* _Problem statement_
Each record below must be returned exactly as shown.

* _Provided information_
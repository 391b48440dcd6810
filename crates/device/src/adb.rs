//! adb transport

use async_trait::async_trait;
use romflash_errors::{Result, Transport};
use romflash_types::DeviceMode;
use std::path::Path;

use crate::probe::parse_adb_devices;
use crate::runner::{run_checked, run_tool};

/// Commands the installer issues over the adb transport.
#[async_trait]
pub trait AdbTransport: Send + Sync {
    /// Current device mode as seen by adb.
    async fn status(&self) -> Result<DeviceMode>;

    /// `adb reboot <target>`; an empty target reboots to the normal system.
    async fn reboot(&self, target: &str) -> Result<()>;

    /// `adb sideload <path>` against a recovery in sideload mode.
    async fn sideload(&self, path: &Path) -> Result<()>;

    /// `adb push <path> <remote_dir>`, blocking until the transfer ends.
    async fn push(&self, path: &Path, remote_dir: &str) -> Result<()>;

    /// `adb shell <command>`.
    async fn shell(&self, command: &str) -> Result<()>;
}

/// adb transport backed by the `adb` executable.
#[derive(Debug, Clone)]
pub struct AdbClient {
    program: String,
}

impl AdbClient {
    #[must_use]
    pub fn new() -> Self {
        Self {
            program: "adb".to_string(),
        }
    }

    /// Use a specific adb executable instead of whatever is on PATH.
    #[must_use]
    pub fn with_program(program: impl Into<String>) -> Self {
        Self {
            program: program.into(),
        }
    }
}

impl Default for AdbClient {
    fn default() -> Self {
        Self::new()
    }
}

#[async_trait]
impl AdbTransport for AdbClient {
    async fn status(&self) -> Result<DeviceMode> {
        let output = run_checked(Transport::Adb, &self.program, &["devices"]).await?;
        Ok(parse_adb_devices(&output.stdout))
    }

    async fn reboot(&self, target: &str) -> Result<()> {
        if target.is_empty() {
            run_checked(Transport::Adb, &self.program, &["reboot"]).await?;
        } else {
            run_checked(Transport::Adb, &self.program, &["reboot", target]).await?;
        }
        Ok(())
    }

    async fn sideload(&self, path: &Path) -> Result<()> {
        let path = path.to_string_lossy();
        run_checked(Transport::Adb, &self.program, &["sideload", &path]).await?;
        Ok(())
    }

    async fn push(&self, path: &Path, remote_dir: &str) -> Result<()> {
        let path = path.to_string_lossy();
        run_checked(Transport::Adb, &self.program, &["push", &path, remote_dir]).await?;
        Ok(())
    }

    async fn shell(&self, command: &str) -> Result<()> {
        // Some recovery shells report failure only in their output text
        // while exiting zero; exit status is still the best signal the
        // transport has.
        let output = run_tool(Transport::Adb, &self.program, &["shell", command]).await?;
        if output.success {
            Ok(())
        } else {
            Err(romflash_errors::DeviceError::CommandFailed {
                tool: Transport::Adb,
                command: format!("shell {command}"),
                stderr: output.combined().trim().to_string(),
            }
            .into())
        }
    }
}
#![deny(clippy::pedantic, unsafe_code)]
#![allow(clippy::module_name_repetitions)]

//! Artifact resolution for the romflash installer
//!
//! The release catalog maps each [`romflash_types::ArtifactKind`] to a
//! URL and canonical filename for a device codename; the fetcher turns a
//! spec into a local file, skipping the network entirely when the file
//! already exists.

pub mod catalog;
mod fetcher;

pub use catalog::{spec_for, ArtifactSpec};
pub use fetcher::{ArtifactFetcher, Fetcher};
pub use romflash_net::ProgressFn;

* _Answer area_
repository 391b48440dcd6810
filename crates/device/src/adb.rs
//! adb transport

use async_trait::async_trait;
use romflash_errors::{Result, Transport};
use romflash_types::DeviceMode;
use std::path::Path;

use crate::probe::parse_adb_devices;
use crate::runner::{run_checked, run_tool};

/// Commands the installer issues over the adb transport.
#[async_trait]
pub trait AdbTransport: Send + Sync {
    /// Current device mode as seen by adb.
    async fn status(&self) -> Result<DeviceMode>;

    /// `adb reboot <target>`; an empty target reboots to the normal system.
    async fn reboot(&self, target: &str) -> Result<()>;

    /// `adb sideload <path>` against a recovery in sideload mode.
    async fn sideload(&self, path: &Path) -> Result<()>;

    /// `adb push <path> <remote_dir>`, blocking until the transfer ends.
    async fn push(&self, path: &Path, remote_dir: &str) -> Result<()>;

    /// `adb shell <command>`.
    async fn shell(&self, command: &str) -> Result<()>;
}

/// adb transport backed by the `adb` executable.
#[derive(Debug, Clone)]
pub struct AdbClient {
    program: String,
}

impl AdbClient {
    #[must_use]
    pub fn new() -> Self {
        Self {
            program: "adb".to_string(),
        }
    }

    /// Use a specific adb executable instead of whatever is on PATH.
    #[must_use]
    pub fn with_program(program: impl Into<String>) -> Self {
        Self {
            program: program.into(),
        }
    }
}

impl Default for AdbClient {
    fn default() -> Self {
        Self::new()
    }
}

#[async_trait]
impl AdbTransport for AdbClient {
    async fn status(&self) -> Result<DeviceMode> {
        let output = run_checked(Transport::Adb, &self.program, &["devices"]).await?;
        Ok(parse_adb_devices(&output.stdout))
    }

    async fn reboot(&self, target: &str) -> Result<()> {
        if target.is_empty() {
            run_checked(Transport::Adb, &self.program, &["reboot"]).await?;
        } else {
            run_checked(Transport::Adb, &self.program, &["reboot", target]).await?;
        }
        Ok(())
    }

    async fn sideload(&self, path: &Path) -> Result<()> {
        let path = path.to_string_lossy();
        run_checked(Transport::Adb, &self.program, &["sideload", &path]).await?;
        Ok(())
    }

    async fn push(&self, path: &Path, remote_dir: &str) -> Result<()> {
        let path = path.to_string_lossy();
        run_checked(Transport::Adb, &self.program, &["push", &path, remote_dir]).await?;
        Ok(())
    }

    async fn shell(&self, command: &str) -> Result<()> {
        // Some recovery shells report failure only in their output text
        // while exiting zero; exit status is still the best signal the
        // transport has.
        let output = run_tool(Transport::Adb, &self.program, &["shell", command]).await?;
        if output.success {
            Ok(())
        } else {
            Err(romflash_errors::DeviceError::CommandFailed {
                tool: Transport::Adb,
                command: format!("shell {command}"),
                stderr: output.combined().trim().to_string(),
            }
            .into())
        }
    }
}
#![deny(clippy::pedantic, unsafe_code)]
#![allow(clippy::module_name_repetitions)]

//! Artifact resolution for the romflash installer
//!
//! The release catalog maps each [`romflash_types::ArtifactKind`] to a
//! URL and canonical filename for a device codename; the fetcher turns a
//! spec into a local file, skipping the network entirely when the file
//! already exists.

pub mod catalog;
mod fetcher;

pub use catalog::{spec_for, ArtifactSpec};
pub use fetcher::{ArtifactFetcher, Fetcher};
pub use romflash_net::ProgressFn;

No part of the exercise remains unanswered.